Material shown -
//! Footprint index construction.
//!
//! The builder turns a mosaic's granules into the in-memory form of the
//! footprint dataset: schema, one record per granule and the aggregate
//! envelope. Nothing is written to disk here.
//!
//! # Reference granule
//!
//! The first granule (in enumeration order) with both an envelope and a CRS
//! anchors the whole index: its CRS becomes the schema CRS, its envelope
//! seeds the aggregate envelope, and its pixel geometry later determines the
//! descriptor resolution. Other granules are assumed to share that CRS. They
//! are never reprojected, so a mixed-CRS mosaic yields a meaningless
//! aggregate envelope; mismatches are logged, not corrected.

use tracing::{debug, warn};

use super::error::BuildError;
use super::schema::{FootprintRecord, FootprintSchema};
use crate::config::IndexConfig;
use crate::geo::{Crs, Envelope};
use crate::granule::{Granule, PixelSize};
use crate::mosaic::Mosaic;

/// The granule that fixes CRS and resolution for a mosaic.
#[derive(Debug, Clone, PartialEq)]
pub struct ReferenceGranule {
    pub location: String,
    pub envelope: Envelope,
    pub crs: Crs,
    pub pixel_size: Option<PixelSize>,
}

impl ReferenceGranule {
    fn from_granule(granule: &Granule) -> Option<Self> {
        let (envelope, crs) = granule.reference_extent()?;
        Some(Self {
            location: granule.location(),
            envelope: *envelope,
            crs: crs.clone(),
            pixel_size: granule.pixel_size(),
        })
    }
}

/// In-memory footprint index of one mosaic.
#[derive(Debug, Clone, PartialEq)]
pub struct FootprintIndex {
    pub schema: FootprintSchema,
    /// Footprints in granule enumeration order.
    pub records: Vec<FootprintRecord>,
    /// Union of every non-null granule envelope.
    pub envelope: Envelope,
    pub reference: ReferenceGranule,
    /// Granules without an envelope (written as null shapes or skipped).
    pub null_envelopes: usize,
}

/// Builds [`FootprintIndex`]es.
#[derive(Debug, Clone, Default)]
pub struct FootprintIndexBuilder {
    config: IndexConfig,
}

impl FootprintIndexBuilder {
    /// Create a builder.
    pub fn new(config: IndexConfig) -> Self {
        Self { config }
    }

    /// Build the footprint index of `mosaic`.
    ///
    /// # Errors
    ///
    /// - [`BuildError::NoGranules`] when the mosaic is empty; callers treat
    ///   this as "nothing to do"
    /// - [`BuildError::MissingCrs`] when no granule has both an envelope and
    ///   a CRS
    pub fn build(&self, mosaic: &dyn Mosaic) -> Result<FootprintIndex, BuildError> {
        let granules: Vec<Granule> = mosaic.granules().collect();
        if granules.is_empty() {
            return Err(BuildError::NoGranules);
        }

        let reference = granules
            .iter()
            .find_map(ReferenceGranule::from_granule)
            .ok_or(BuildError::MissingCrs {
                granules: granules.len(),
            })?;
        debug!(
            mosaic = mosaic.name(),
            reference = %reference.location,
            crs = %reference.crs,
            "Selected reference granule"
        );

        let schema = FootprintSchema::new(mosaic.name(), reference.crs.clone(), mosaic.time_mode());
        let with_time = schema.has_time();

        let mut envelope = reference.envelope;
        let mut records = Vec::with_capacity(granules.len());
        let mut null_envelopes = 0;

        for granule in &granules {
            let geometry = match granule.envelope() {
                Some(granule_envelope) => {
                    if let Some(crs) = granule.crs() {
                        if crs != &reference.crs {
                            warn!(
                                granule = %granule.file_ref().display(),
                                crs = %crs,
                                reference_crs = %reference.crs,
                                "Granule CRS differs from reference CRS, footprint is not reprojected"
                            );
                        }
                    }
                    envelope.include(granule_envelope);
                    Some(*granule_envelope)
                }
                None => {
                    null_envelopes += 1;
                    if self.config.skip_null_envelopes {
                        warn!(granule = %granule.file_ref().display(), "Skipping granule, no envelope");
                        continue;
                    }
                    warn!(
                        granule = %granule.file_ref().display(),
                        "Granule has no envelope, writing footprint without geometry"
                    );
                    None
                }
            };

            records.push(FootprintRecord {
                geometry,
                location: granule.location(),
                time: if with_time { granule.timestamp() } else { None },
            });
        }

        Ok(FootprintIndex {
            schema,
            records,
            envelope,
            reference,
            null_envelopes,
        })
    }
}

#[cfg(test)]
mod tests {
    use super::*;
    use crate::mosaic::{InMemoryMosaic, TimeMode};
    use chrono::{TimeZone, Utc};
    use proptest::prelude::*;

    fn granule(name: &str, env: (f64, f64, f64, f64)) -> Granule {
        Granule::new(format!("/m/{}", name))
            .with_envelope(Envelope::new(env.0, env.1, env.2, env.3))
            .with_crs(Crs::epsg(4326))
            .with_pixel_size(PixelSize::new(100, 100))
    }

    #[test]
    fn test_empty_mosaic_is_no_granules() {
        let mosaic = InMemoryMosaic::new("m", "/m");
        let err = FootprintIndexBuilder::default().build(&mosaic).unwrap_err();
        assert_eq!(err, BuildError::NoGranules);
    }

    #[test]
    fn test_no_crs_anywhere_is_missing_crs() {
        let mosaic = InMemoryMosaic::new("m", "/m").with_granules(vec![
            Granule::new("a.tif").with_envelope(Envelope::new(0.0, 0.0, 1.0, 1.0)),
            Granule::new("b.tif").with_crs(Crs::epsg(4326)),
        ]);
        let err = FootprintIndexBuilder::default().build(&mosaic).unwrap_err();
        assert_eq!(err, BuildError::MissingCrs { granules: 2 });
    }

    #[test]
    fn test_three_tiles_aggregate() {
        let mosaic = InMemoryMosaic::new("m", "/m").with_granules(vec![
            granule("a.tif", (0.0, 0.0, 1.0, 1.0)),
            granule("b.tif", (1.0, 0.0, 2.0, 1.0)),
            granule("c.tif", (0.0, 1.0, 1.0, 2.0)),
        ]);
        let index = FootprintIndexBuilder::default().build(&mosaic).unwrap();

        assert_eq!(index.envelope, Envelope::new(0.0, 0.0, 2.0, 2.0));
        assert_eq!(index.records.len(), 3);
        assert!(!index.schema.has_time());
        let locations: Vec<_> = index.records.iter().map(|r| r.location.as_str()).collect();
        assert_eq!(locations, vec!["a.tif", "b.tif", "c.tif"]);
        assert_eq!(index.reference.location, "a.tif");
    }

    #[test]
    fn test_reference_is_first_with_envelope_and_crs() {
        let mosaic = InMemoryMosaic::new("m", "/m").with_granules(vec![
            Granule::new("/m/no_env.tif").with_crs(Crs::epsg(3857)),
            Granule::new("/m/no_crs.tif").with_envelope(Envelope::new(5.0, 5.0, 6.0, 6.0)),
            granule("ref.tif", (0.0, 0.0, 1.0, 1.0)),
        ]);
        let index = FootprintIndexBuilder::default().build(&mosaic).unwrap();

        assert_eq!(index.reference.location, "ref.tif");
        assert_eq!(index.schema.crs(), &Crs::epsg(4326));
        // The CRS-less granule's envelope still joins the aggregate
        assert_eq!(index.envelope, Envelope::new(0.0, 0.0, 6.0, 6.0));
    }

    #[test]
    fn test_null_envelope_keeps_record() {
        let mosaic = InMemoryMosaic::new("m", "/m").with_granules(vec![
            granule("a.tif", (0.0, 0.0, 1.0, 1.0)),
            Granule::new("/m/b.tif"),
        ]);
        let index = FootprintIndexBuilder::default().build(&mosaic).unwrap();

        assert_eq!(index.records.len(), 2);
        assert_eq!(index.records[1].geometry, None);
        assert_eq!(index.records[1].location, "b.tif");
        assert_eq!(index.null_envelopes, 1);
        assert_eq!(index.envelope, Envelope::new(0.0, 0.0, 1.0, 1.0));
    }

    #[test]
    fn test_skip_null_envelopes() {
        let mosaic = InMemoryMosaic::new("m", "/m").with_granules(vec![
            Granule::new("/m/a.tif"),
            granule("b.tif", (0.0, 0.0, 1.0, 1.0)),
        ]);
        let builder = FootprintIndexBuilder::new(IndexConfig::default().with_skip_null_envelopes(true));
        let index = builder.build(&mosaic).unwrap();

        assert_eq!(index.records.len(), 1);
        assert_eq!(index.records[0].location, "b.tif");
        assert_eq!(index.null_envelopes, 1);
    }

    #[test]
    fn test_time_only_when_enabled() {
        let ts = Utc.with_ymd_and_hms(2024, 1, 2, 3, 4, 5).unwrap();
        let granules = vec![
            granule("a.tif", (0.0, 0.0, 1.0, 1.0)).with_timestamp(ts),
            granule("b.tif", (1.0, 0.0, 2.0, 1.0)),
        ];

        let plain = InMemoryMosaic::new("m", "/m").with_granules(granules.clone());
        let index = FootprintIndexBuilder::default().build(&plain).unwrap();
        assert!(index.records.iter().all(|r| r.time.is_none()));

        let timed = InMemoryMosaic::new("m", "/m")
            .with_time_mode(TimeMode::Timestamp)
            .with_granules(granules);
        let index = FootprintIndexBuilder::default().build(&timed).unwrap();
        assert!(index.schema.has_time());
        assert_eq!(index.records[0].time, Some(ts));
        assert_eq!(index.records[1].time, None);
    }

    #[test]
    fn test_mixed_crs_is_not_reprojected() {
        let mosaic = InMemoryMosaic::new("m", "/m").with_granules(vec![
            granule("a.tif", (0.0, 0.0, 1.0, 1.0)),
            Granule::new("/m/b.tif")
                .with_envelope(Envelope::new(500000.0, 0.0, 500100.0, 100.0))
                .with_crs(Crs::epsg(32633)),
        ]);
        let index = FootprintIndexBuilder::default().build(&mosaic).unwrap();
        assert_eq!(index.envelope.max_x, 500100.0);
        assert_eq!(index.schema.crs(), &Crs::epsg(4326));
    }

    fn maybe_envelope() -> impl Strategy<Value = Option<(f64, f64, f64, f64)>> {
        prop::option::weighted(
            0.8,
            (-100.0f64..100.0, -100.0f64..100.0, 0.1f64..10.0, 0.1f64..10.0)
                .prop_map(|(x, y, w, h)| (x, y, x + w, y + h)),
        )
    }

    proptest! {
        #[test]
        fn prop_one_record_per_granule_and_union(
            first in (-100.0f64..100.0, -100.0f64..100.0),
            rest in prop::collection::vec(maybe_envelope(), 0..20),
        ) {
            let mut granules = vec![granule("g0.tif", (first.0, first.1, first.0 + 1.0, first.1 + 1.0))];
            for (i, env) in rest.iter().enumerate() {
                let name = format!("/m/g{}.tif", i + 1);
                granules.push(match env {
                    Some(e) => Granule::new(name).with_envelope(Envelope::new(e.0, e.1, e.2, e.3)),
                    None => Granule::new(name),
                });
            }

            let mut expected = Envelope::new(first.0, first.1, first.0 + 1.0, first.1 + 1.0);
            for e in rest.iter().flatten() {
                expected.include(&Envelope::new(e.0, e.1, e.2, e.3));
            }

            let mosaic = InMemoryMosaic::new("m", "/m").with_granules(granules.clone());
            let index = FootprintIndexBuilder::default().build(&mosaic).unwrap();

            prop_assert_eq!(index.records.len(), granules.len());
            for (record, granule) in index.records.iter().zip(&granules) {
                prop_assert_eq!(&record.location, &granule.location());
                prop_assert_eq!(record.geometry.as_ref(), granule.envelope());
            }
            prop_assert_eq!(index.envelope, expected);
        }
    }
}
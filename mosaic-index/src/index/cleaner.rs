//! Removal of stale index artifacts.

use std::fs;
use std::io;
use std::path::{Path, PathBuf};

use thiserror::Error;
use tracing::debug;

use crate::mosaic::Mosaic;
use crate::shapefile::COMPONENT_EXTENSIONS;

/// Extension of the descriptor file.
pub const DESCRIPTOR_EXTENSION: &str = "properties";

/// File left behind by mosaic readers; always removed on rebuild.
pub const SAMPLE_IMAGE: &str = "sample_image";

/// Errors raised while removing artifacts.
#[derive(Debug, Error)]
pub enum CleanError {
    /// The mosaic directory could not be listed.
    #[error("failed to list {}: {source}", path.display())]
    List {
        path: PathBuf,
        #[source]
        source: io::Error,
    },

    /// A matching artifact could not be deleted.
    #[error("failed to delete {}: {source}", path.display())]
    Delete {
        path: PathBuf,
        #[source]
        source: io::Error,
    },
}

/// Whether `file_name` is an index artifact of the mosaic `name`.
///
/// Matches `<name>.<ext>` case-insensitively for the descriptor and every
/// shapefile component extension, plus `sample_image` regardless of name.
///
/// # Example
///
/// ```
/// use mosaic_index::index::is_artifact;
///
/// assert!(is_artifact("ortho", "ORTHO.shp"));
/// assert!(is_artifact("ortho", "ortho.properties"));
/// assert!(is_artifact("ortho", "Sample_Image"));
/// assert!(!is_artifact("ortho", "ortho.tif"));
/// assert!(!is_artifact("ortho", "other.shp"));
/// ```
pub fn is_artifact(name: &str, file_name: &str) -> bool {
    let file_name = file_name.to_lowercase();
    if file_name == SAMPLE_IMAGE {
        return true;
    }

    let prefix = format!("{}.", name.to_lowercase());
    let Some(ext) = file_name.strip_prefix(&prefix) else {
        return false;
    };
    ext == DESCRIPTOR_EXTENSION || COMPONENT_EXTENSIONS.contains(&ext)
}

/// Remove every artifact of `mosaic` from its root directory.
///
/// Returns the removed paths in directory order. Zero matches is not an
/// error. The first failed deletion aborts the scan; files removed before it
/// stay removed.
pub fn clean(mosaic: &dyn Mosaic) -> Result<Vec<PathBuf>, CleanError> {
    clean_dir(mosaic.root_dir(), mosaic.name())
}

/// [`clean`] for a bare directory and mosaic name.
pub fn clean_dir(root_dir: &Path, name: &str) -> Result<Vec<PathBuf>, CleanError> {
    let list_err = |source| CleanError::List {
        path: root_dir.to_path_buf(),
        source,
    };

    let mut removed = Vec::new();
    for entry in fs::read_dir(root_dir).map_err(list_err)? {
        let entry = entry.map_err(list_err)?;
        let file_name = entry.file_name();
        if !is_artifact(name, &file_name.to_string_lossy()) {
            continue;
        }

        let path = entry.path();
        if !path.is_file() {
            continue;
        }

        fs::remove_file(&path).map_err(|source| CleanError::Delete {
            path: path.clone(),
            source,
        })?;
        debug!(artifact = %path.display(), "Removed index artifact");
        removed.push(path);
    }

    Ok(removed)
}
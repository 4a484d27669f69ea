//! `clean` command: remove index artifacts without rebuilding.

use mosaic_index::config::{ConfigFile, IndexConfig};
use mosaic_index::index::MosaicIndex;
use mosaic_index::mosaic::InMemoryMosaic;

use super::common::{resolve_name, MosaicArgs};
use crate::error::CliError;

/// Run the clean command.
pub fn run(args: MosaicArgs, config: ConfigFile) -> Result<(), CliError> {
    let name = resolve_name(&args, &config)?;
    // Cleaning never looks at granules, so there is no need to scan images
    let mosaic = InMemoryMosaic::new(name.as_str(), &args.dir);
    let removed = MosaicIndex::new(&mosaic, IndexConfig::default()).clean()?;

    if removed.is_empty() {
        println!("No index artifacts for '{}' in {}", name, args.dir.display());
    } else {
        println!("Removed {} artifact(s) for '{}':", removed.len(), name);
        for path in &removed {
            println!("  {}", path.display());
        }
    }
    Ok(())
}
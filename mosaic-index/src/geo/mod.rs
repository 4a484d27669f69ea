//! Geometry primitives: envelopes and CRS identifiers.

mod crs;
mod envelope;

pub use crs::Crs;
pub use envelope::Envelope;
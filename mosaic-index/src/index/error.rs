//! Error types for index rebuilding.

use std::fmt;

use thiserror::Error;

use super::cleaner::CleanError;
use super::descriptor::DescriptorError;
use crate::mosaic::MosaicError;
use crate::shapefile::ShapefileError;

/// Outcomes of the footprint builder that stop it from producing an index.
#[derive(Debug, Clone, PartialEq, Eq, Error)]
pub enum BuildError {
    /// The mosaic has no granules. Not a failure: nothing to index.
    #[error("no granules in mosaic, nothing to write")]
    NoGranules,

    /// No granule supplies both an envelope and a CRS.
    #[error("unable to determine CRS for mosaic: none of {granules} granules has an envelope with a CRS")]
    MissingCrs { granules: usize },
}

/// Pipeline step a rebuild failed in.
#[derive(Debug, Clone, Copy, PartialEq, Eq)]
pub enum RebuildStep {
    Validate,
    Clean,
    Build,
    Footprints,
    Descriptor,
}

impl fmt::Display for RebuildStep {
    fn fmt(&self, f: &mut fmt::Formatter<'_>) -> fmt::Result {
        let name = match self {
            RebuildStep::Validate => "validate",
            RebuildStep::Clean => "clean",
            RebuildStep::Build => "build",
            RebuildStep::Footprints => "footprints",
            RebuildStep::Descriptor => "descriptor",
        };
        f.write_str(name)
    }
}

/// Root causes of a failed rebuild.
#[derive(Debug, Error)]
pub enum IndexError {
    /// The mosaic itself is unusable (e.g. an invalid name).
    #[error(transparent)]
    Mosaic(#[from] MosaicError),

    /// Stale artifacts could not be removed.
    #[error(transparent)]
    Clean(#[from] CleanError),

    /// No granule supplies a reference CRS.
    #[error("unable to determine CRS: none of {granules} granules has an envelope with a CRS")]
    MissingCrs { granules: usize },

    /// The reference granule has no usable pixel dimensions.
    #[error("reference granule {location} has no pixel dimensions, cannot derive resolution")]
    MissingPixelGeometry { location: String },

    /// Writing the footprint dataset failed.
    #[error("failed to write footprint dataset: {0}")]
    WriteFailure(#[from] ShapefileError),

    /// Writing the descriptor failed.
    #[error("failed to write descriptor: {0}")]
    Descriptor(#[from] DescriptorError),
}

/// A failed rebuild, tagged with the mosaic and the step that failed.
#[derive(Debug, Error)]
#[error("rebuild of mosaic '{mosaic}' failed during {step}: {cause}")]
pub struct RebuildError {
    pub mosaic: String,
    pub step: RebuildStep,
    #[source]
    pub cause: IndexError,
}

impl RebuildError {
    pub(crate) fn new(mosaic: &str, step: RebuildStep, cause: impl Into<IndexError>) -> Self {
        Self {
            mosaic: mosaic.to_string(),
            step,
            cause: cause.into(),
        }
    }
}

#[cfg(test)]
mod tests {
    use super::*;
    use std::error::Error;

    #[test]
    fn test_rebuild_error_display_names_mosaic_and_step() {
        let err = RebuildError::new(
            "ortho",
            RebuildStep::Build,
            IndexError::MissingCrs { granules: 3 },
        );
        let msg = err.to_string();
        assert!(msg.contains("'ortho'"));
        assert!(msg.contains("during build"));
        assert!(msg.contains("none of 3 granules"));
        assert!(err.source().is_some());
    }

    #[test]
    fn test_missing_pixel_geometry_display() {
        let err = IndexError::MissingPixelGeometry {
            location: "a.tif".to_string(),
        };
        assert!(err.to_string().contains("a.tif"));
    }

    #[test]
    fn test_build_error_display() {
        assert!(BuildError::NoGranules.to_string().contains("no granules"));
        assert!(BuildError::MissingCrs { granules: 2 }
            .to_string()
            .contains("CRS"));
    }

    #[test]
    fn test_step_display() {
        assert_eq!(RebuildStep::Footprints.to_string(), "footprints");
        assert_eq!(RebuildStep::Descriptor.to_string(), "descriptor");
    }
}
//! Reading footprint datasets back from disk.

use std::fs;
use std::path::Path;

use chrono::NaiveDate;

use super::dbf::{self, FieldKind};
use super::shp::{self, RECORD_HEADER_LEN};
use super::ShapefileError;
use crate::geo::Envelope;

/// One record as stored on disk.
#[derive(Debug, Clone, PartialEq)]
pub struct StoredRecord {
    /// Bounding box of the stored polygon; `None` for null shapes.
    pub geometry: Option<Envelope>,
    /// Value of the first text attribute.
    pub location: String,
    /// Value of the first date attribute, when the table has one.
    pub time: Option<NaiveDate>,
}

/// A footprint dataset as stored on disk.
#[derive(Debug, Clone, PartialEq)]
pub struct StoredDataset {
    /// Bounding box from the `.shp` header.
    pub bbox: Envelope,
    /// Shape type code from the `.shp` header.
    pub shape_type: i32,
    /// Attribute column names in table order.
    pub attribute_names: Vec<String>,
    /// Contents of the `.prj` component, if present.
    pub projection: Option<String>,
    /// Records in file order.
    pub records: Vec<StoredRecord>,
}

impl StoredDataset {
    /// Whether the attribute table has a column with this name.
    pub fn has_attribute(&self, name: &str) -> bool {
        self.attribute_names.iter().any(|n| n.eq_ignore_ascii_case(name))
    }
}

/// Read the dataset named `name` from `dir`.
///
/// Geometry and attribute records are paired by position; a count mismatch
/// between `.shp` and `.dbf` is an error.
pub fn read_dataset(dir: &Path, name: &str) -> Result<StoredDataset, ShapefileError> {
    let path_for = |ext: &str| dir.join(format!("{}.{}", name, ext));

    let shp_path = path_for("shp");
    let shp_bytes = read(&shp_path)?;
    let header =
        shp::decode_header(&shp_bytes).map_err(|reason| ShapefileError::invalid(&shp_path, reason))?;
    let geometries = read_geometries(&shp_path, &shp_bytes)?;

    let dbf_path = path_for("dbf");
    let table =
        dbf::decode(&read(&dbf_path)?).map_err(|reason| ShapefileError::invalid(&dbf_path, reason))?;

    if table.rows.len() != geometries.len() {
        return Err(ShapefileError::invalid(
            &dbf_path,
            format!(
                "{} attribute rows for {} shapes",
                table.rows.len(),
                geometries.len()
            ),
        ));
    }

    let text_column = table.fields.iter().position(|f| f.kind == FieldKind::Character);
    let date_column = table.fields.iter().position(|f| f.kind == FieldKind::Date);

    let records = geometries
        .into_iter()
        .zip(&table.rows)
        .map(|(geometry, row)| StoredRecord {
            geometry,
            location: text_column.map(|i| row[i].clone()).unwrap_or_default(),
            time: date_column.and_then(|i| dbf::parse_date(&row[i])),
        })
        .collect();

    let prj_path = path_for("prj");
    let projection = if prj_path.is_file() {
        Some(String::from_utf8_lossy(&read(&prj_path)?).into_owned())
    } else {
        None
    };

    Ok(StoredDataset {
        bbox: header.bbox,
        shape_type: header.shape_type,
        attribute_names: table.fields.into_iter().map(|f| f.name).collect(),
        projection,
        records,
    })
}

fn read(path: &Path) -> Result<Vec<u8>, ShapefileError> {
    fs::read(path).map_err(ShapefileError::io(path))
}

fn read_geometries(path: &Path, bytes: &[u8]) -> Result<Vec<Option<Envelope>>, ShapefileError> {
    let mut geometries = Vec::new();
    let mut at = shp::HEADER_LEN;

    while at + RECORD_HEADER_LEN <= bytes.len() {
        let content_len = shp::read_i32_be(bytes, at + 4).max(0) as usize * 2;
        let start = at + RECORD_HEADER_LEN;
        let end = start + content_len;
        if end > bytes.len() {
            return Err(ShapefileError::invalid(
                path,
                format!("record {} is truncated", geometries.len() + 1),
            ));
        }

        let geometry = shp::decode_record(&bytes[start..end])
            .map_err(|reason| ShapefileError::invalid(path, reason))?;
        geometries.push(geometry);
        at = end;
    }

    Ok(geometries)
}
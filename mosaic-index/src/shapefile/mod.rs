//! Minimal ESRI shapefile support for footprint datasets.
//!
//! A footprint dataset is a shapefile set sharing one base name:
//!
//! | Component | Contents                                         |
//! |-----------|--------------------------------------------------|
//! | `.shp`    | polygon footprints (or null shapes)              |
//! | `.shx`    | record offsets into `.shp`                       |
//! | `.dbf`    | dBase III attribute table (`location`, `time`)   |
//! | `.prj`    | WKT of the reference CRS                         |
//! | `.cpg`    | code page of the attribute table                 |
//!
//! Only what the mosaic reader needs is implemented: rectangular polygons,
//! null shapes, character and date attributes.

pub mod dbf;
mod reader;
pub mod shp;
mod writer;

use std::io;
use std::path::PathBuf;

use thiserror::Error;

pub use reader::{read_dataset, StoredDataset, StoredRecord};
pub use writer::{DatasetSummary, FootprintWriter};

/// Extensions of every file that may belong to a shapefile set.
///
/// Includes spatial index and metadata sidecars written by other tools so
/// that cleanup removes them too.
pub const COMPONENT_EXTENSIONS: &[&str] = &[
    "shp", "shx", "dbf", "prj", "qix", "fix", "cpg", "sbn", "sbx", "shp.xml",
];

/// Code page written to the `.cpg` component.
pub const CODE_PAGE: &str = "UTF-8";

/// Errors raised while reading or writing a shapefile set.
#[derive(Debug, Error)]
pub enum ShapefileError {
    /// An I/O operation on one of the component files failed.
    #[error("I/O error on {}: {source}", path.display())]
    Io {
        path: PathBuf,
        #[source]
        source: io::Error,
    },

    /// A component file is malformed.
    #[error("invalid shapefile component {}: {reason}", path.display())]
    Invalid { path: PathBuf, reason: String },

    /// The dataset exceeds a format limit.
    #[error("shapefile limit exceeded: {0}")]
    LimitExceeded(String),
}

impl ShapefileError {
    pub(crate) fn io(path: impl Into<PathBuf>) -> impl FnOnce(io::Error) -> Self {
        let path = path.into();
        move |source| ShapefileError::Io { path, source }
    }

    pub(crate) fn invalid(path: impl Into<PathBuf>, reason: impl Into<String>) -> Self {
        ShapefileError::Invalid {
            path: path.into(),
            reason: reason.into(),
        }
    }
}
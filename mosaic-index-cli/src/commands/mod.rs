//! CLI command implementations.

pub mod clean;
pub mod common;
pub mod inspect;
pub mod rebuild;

Task directions - Repeat the lines from the first one in the records through the line containing "with both an envelope and a CRS", exactly as written, and nothing else.

Task result -
//! Footprint index construction.
//!
//! The builder turns a mosaic's granules into the in-memory form of the
//! footprint dataset: schema, one record per granule and the aggregate
//! envelope. Nothing is written to disk here.
//!
//! # Reference granule
//!
//! The first granule (in enumeration order) with both an envelope and a CRS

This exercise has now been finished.